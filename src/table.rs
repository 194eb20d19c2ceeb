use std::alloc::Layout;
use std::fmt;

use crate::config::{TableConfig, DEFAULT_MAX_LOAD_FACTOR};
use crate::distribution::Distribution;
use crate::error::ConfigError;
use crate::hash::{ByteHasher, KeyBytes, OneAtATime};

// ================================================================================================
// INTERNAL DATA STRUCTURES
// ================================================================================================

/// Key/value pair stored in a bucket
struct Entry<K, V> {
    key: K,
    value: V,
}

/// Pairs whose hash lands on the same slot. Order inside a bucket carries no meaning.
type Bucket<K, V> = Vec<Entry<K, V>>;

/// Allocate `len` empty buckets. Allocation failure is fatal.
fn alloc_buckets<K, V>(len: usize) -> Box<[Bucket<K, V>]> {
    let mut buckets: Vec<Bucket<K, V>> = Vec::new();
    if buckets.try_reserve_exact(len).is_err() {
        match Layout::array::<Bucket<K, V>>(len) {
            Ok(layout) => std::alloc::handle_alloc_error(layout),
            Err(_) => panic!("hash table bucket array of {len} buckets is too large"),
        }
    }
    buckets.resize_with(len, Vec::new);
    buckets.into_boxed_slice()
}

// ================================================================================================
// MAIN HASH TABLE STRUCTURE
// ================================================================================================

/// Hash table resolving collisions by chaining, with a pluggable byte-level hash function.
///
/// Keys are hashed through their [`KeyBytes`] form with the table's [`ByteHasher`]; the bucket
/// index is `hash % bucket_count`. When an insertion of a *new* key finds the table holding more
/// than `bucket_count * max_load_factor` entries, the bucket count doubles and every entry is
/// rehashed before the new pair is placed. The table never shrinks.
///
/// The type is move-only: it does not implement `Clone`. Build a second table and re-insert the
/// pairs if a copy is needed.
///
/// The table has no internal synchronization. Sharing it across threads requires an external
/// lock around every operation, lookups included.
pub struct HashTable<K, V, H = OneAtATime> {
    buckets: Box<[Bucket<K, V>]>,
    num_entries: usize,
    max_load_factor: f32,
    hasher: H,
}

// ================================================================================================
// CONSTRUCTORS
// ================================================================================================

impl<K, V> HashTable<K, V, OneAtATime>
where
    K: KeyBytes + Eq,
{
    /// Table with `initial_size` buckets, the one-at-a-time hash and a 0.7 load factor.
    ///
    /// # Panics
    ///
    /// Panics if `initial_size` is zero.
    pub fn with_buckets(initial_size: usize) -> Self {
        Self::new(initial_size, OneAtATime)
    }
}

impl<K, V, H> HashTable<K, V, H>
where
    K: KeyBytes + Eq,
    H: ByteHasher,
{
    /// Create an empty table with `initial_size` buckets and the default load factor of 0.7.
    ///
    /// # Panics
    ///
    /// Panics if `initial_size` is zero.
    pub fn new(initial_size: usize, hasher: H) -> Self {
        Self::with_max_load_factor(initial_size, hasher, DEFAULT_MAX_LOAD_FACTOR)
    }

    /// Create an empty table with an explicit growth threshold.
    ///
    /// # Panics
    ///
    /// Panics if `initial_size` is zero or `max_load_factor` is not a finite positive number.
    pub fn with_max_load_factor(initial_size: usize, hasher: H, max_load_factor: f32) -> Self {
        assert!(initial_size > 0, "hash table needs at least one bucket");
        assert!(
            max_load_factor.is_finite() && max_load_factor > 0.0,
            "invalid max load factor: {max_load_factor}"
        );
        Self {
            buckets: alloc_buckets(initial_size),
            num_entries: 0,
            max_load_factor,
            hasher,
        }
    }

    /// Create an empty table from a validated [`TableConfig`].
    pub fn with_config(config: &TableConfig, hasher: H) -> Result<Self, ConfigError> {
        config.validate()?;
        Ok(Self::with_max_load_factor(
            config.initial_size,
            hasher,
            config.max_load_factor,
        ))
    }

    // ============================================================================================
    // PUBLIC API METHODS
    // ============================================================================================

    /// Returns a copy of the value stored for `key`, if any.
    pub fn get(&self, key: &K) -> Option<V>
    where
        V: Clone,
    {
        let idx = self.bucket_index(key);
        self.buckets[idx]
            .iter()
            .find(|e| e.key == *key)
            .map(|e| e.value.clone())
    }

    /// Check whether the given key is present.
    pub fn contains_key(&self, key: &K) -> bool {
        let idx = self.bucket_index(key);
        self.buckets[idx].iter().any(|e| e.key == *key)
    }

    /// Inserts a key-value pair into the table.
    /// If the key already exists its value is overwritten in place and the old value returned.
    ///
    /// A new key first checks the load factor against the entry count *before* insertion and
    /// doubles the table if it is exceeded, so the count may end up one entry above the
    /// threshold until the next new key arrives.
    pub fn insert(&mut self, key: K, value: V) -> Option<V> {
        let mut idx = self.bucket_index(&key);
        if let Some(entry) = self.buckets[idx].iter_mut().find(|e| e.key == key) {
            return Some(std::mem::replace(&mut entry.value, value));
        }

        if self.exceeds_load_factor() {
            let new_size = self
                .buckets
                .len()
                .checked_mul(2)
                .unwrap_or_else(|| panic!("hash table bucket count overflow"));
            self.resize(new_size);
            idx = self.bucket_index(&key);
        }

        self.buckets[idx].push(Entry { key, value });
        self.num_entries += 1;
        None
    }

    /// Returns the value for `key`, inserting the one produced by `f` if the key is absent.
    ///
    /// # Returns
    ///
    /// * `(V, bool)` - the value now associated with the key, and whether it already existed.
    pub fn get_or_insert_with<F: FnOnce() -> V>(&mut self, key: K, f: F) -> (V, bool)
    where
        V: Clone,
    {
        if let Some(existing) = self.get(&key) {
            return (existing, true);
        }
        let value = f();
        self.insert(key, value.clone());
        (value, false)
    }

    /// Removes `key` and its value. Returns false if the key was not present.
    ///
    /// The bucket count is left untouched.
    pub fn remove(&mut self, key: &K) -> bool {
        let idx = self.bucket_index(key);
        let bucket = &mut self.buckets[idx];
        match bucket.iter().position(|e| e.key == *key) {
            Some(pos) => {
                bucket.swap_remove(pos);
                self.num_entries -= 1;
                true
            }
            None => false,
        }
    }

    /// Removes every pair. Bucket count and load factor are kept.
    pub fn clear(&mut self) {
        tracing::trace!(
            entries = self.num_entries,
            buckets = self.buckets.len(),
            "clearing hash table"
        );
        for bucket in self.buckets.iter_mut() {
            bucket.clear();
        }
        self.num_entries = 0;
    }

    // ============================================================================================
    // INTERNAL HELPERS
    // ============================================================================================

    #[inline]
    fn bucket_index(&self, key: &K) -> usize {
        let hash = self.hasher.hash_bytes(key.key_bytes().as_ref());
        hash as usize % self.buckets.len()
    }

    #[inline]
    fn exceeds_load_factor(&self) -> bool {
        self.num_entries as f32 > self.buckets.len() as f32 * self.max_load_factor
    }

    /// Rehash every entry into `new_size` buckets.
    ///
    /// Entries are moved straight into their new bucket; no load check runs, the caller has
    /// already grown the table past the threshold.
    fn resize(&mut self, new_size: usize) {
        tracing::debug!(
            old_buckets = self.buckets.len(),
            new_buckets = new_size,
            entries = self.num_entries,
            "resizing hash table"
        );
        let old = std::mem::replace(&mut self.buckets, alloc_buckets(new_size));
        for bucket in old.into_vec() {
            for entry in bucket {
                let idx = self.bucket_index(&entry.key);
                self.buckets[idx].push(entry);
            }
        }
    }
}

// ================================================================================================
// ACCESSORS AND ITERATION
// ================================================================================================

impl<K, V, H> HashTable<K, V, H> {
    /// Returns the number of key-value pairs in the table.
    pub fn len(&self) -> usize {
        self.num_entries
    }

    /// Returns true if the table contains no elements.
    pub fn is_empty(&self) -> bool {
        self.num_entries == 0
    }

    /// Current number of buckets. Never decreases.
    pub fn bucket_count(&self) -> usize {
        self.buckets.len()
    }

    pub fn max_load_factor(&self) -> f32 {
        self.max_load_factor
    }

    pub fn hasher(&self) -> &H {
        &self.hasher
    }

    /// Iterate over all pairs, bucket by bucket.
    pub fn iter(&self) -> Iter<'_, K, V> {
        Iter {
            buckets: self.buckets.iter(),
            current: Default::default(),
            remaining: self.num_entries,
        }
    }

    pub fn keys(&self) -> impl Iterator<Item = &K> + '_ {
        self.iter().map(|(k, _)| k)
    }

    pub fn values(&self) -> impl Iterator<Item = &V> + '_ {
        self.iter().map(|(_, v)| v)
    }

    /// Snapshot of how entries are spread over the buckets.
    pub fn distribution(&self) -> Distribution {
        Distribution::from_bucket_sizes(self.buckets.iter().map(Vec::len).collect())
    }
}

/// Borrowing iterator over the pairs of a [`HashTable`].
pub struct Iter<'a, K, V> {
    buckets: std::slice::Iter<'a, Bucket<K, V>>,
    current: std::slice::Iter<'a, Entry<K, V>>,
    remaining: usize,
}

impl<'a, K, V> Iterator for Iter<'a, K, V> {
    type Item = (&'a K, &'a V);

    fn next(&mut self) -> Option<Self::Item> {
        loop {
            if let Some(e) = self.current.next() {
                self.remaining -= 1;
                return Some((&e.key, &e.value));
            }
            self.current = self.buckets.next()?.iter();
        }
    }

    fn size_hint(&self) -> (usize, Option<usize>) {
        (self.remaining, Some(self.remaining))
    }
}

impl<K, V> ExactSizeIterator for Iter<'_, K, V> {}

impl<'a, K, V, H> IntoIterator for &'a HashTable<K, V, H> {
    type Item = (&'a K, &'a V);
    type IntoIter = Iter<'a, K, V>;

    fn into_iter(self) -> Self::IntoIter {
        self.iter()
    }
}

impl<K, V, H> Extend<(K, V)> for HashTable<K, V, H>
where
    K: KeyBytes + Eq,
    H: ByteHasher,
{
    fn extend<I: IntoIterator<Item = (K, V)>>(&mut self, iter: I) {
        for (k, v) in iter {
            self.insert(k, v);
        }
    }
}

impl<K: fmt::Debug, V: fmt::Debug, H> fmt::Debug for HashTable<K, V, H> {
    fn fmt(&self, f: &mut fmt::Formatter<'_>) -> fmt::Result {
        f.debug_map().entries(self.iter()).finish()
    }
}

+ + + + +

Select from the material above each line in which the string "true" appears, and list those lines.

Your solution
            return (existing, true);
                true
    /// Returns true if the table contains no elements.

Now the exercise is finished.